> **Work instruction**
Within the lines below, find those that hold the string "Subject" and copy each one.
═══ Extracted records ═══
// SPDX-License-Identifier: BUSL-1.1
// Copyright (c) 2026 Alfred Jean LLC

//! Wall-clock abstraction so timestamps can be controlled in tests

use chrono::{DateTime, TimeZone, Utc};
use parking_lot::Mutex;
use std::sync::Arc;
use std::time::Duration;

/// Source of the current time
pub trait Clock: Clone + Send + Sync + 'static {
    fn now(&self) -> DateTime<Utc>;

    fn epoch_ms(&self) -> i64 {
        self.now().timestamp_millis()
    }
}

/// Real system time
#[derive(Clone, Copy, Default)]
pub struct SystemClock;

impl Clock for SystemClock {
    fn now(&self) -> DateTime<Utc> {
        Utc::now()
    }
}

/// Manually driven clock for tests
#[derive(Clone)]
pub struct FakeClock {
    current: Arc<Mutex<DateTime<Utc>>>,
}

impl FakeClock {
    /// Starts at 2024-01-01T00:00:00Z.
    pub fn new() -> Self {
        let start = Utc
            .timestamp_millis_opt(1_704_067_200_000)
            .single()
            .unwrap_or_default();
        Self {
            current: Arc::new(Mutex::new(start)),
        }
    }

    pub fn set_epoch_ms(&self, ms: i64) {
        if let Some(at) = Utc.timestamp_millis_opt(ms).single() {
            *self.current.lock() = at;
        }
    }

    pub fn advance(&self, by: Duration) {
        let delta = chrono::Duration::from_std(by).unwrap_or(chrono::Duration::zero());
        let mut current = self.current.lock();
        *current += delta;
    }
}

impl Default for FakeClock {
    fn default() -> Self {
        Self::new()
    }
}

impl Clock for FakeClock {
    fn now(&self) -> DateTime<Utc> {
        *self.current.lock()
    }
}
// SPDX-License-Identifier: BUSL-1.1
// Copyright (c) 2026 Alfred Jean LLC

//! Typed cluster objects, serialized to the JSON manifests kubectl accepts
//!
//! Only the fields this system sets are modeled. Empty collections and unset
//! options are omitted from the manifest.

use serde::Serialize;
use serde_json::Value;
use std::collections::BTreeMap;

pub type LabelMap = BTreeMap<String, String>;

/// Kinds of object this system creates or deletes
#[derive(Debug, Clone, Copy, PartialEq, Eq, PartialOrd, Ord, Hash)]
pub enum ObjectKind {
    Namespace,
    ServiceAccount,
    Role,
    RoleBinding,
    Secret,
    PersistentVolumeClaim,
    Pod,
}

impl ObjectKind {
    pub fn api_version(self) -> &'static str {
        match self {
            ObjectKind::Role | ObjectKind::RoleBinding => "rbac.authorization.k8s.io/v1",
            _ => "v1",
        }
    }

    pub fn kind(self) -> &'static str {
        match self {
            ObjectKind::Namespace => "Namespace",
            ObjectKind::ServiceAccount => "ServiceAccount",
            ObjectKind::Role => "Role",
            ObjectKind::RoleBinding => "RoleBinding",
            ObjectKind::Secret => "Secret",
            ObjectKind::PersistentVolumeClaim => "PersistentVolumeClaim",
            ObjectKind::Pod => "Pod",
        }
    }

    /// Plural resource name as kubectl expects on the command line.
    pub fn resource(self) -> &'static str {
        match self {
            ObjectKind::Namespace => "namespaces",
            ObjectKind::ServiceAccount => "serviceaccounts",
            ObjectKind::Role => "roles.rbac.authorization.k8s.io",
            ObjectKind::RoleBinding => "rolebindings.rbac.authorization.k8s.io",
            ObjectKind::Secret => "secrets",
            ObjectKind::PersistentVolumeClaim => "persistentvolumeclaims",
            ObjectKind::Pod => "pods",
        }
    }
}

impl std::fmt::Display for ObjectKind {
    fn fmt(&self, f: &mut std::fmt::Formatter<'_>) -> std::fmt::Result {
        f.write_str(self.kind())
    }
}

#[derive(Debug, Clone, Default, PartialEq, Eq, Serialize)]
#[serde(rename_all = "camelCase")]
pub struct ObjectMeta {
    pub name: String,
    #[serde(skip_serializing_if = "Option::is_none")]
    pub namespace: Option<String>,
    #[serde(skip_serializing_if = "BTreeMap::is_empty")]
    pub labels: LabelMap,
}

impl ObjectMeta {
    pub fn named(name: impl Into<String>) -> Self {
        Self {
            name: name.into(),
            ..Default::default()
        }
    }

    pub fn in_namespace(name: impl Into<String>, namespace: impl Into<String>) -> Self {
        Self {
            name: name.into(),
            namespace: Some(namespace.into()),
            labels: LabelMap::new(),
        }
    }

    pub fn with_labels(mut self, labels: LabelMap) -> Self {
        self.labels = labels;
        self
    }
}

#[derive(Debug, Clone, PartialEq, Eq, Serialize)]
pub struct LocalObjectReference {
    pub name: String,
}

impl LocalObjectReference {
    pub fn list(names: &[String]) -> Vec<Self> {
        names
            .iter()
            .map(|name| Self { name: name.clone() })
            .collect()
    }
}

#[derive(Debug, Clone, PartialEq, Eq, Serialize)]
#[serde(rename_all = "camelCase")]
pub struct ServiceAccount {
    pub metadata: ObjectMeta,
    #[serde(skip_serializing_if = "Vec::is_empty")]
    pub image_pull_secrets: Vec<LocalObjectReference>,
}

#[derive(Debug, Clone, PartialEq, Eq, Serialize)]
#[serde(rename_all = "camelCase")]
pub struct PolicyRule {
    pub api_groups: Vec<String>,
    pub resources: Vec<String>,
    pub verbs: Vec<String>,
}

#[derive(Debug, Clone, PartialEq, Eq, Serialize)]
pub struct Role {
    pub metadata: ObjectMeta,
    /// Serialized even when empty: a role with no rules grants nothing.
    pub rules: Vec<PolicyRule>,
}

#[derive(Debug, Clone, PartialEq, Eq, Serialize)]
#[serde(rename_all = "camelCase")]
pub struct RoleRef {
    pub api_group: String,
    pub kind: String,
    pub name: String,
}

#[derive(Debug, Clone, PartialEq, Eq, Serialize)]
pub struct Subject {
    pub kind: String,
    pub name: String,
    pub namespace: String,
}

#[derive(Debug, Clone, PartialEq, Eq, Serialize)]
#[serde(rename_all = "camelCase")]
pub struct RoleBinding {
    pub metadata: ObjectMeta,
    pub subjects: Vec<Subject>,
    pub role_ref: RoleRef,
}

impl RoleBinding {
    /// Bind the service account and role of the same name.
    pub fn same_name(namespace: &str, name: &str) -> Self {
        Self {
            metadata: ObjectMeta::in_namespace(name, namespace),
            subjects: vec![Subject {
                kind: "ServiceAccount".to_string(),
                name: name.to_string(),
                namespace: namespace.to_string(),
            }],
            role_ref: RoleRef {
                api_group: "rbac.authorization.k8s.io".to_string(),
                kind: "Role".to_string(),
                name: name.to_string(),
            },
        }
    }
}

#[derive(Debug, Clone, PartialEq, Eq, Serialize)]
#[serde(rename_all = "camelCase")]
pub struct Secret {
    pub metadata: ObjectMeta,
    #[serde(rename = "type")]
    pub secret_type: String,
    pub string_data: BTreeMap<String, String>,
}

impl Secret {
    pub fn opaque(metadata: ObjectMeta, string_data: BTreeMap<String, String>) -> Self {
        Self::typed("Opaque", metadata, string_data)
    }

    /// A secret with a custom `type`, so this system's secrets can be told
    /// apart from user-created ones.
    pub fn typed(
        secret_type: &str,
        metadata: ObjectMeta,
        string_data: BTreeMap<String, String>,
    ) -> Self {
        Self {
            metadata,
            secret_type: secret_type.to_string(),
            string_data,
        }
    }
}

#[derive(Debug, Clone, PartialEq, Eq, Serialize)]
pub struct ResourceRequests {
    pub requests: BTreeMap<String, String>,
}

#[derive(Debug, Clone, PartialEq, Eq, Serialize)]
#[serde(rename_all = "camelCase")]
pub struct PersistentVolumeClaimSpec {
    pub access_modes: Vec<String>,
    #[serde(skip_serializing_if = "Option::is_none")]
    pub storage_class_name: Option<String>,
    pub resources: ResourceRequests,
}

#[derive(Debug, Clone, PartialEq, Eq, Serialize)]
pub struct PersistentVolumeClaim {
    pub metadata: ObjectMeta,
    pub spec: PersistentVolumeClaimSpec,
}

#[derive(Debug, Clone, PartialEq, Eq, Serialize)]
#[serde(rename_all = "camelCase")]
pub struct SecretKeySelector {
    pub name: String,
    pub key: String,
}

#[derive(Debug, Clone, PartialEq, Eq, Serialize)]
#[serde(rename_all = "camelCase")]
pub struct EnvVarSource {
    pub secret_key_ref: SecretKeySelector,
}

#[derive(Debug, Clone, PartialEq, Eq, Serialize)]
#[serde(rename_all = "camelCase")]
pub struct EnvVar {
    pub name: String,
    #[serde(skip_serializing_if = "Option::is_none")]
    pub value: Option<String>,
    #[serde(skip_serializing_if = "Option::is_none")]
    pub value_from: Option<EnvVarSource>,
}

impl EnvVar {
    pub fn value(name: impl Into<String>, value: impl Into<String>) -> Self {
        Self {
            name: name.into(),
            value: Some(value.into()),
            value_from: None,
        }
    }

    pub fn from_secret(name: impl Into<String>, secret: impl Into<String>, key: impl Into<String>) -> Self {
        Self {
            name: name.into(),
            value: None,
            value_from: Some(EnvVarSource {
                secret_key_ref: SecretKeySelector {
                    name: secret.into(),
                    key: key.into(),
                },
            }),
        }
    }
}

#[derive(Debug, Clone, PartialEq, Eq, Serialize)]
#[serde(rename_all = "camelCase")]
pub struct VolumeMount {
    pub name: String,
    pub mount_path: String,
    #[serde(skip_serializing_if = "std::ops::Not::not")]
    pub read_only: bool,
}

impl VolumeMount {
    pub fn new(name: impl Into<String>, mount_path: impl Into<String>) -> Self {
        Self {
            name: name.into(),
            mount_path: mount_path.into(),
            read_only: false,
        }
    }

    pub fn read_only(mut self) -> Self {
        self.read_only = true;
        self
    }
}

#[derive(Debug, Clone, PartialEq, Eq, Serialize)]
pub struct SecurityContext {
    pub privileged: bool,
}

#[derive(Debug, Clone, Default, PartialEq, Eq, Serialize)]
#[serde(rename_all = "camelCase")]
pub struct Container {
    pub name: String,
    pub image: String,
    #[serde(skip_serializing_if = "String::is_empty")]
    pub image_pull_policy: String,
    #[serde(skip_serializing_if = "Vec::is_empty")]
    pub command: Vec<String>,
    #[serde(skip_serializing_if = "Vec::is_empty")]
    pub args: Vec<String>,
    #[serde(skip_serializing_if = "String::is_empty")]
    pub working_dir: String,
    #[serde(skip_serializing_if = "Vec::is_empty")]
    pub env: Vec<EnvVar>,
    #[serde(skip_serializing_if = "Vec::is_empty")]
    pub volume_mounts: Vec<VolumeMount>,
    #[serde(skip_serializing_if = "Option::is_none")]
    pub security_context: Option<SecurityContext>,
}

/// Where a volume's contents come from
#[derive(Debug, Clone, PartialEq, Eq, Serialize)]
#[serde(rename_all = "camelCase")]
pub enum VolumeSource {
    EmptyDir {},
    #[serde(rename_all = "camelCase")]
    Secret { secret_name: String },
    #[serde(rename_all = "camelCase")]
    PersistentVolumeClaim { claim_name: String },
    HostPath { path: String },
}

#[derive(Debug, Clone, PartialEq, Eq, Serialize)]
pub struct Volume {
    pub name: String,
    #[serde(flatten)]
    pub source: VolumeSource,
}

#[derive(Debug, Clone, Default, PartialEq, Eq, Serialize)]
#[serde(rename_all = "camelCase")]
pub struct PodSpec {
    pub service_account_name: String,
    #[serde(skip_serializing_if = "Vec::is_empty")]
    pub image_pull_secrets: Vec<LocalObjectReference>,
    pub restart_policy: String,
    #[serde(skip_serializing_if = "Vec::is_empty")]
    pub init_containers: Vec<Container>,
    pub containers: Vec<Container>,
    #[serde(skip_serializing_if = "Vec::is_empty")]
    pub volumes: Vec<Volume>,
    #[serde(skip_serializing_if = "BTreeMap::is_empty")]
    pub node_selector: BTreeMap<String, String>,
}

#[derive(Debug, Clone, PartialEq, Eq, Serialize)]
pub struct Pod {
    pub metadata: ObjectMeta,
    pub spec: PodSpec,
}

/// Anything the cluster client can create
#[derive(Debug, Clone, PartialEq, Eq)]
pub enum Object {
    Namespace(ObjectMeta),
    ServiceAccount(ServiceAccount),
    Role(Role),
    RoleBinding(RoleBinding),
    Secret(Secret),
    PersistentVolumeClaim(PersistentVolumeClaim),
    Pod(Pod),
}

impl Object {
    pub fn kind(&self) -> ObjectKind {
        match self {
            Object::Namespace(_) => ObjectKind::Namespace,
            Object::ServiceAccount(_) => ObjectKind::ServiceAccount,
            Object::Role(_) => ObjectKind::Role,
            Object::RoleBinding(_) => ObjectKind::RoleBinding,
            Object::Secret(_) => ObjectKind::Secret,
            Object::PersistentVolumeClaim(_) => ObjectKind::PersistentVolumeClaim,
            Object::Pod(_) => ObjectKind::Pod,
        }
    }

    pub fn meta(&self) -> &ObjectMeta {
        match self {
            Object::Namespace(meta) => meta,
            Object::ServiceAccount(o) => &o.metadata,
            Object::Role(o) => &o.metadata,
            Object::RoleBinding(o) => &o.metadata,
            Object::Secret(o) => &o.metadata,
            Object::PersistentVolumeClaim(o) => &o.metadata,
            Object::Pod(o) => &o.metadata,
        }
    }

    /// `kind/namespace/name`, for logs and error messages.
    pub fn describe(&self) -> String {
        let meta = self.meta();
        match &meta.namespace {
            Some(ns) => format!("{}/{}/{}", self.kind(), ns, meta.name),
            None => format!("{}/{}", self.kind(), meta.name),
        }
    }

    /// The full manifest with `apiVersion` and `kind` filled in.
    pub fn to_manifest(&self) -> Result<Value, serde_json::Error> {
        let body = match self {
            Object::Namespace(meta) => {
                let mut fields = serde_json::Map::new();
                fields.insert("metadata".into(), serde_json::to_value(meta)?);
                Value::Object(fields)
            }
            Object::ServiceAccount(o) => serde_json::to_value(o)?,
            Object::Role(o) => serde_json::to_value(o)?,
            Object::RoleBinding(o) => serde_json::to_value(o)?,
            Object::Secret(o) => serde_json::to_value(o)?,
            Object::PersistentVolumeClaim(o) => serde_json::to_value(o)?,
            Object::Pod(o) => serde_json::to_value(o)?,
        };
        let mut manifest = serde_json::Map::new();
        manifest.insert("apiVersion".into(), self.kind().api_version().into());
        manifest.insert("kind".into(), self.kind().kind().into());
        if let Value::Object(fields) = body {
            manifest.extend(fields);
        }
        Ok(Value::Object(manifest))
    }
}

#[cfg(test)]
#[path = "object_tests.rs"]
mod tests;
═══
> **Answer section**
pub struct Subject {
    pub subjects: Vec<Subject>,
            subjects: vec![Subject {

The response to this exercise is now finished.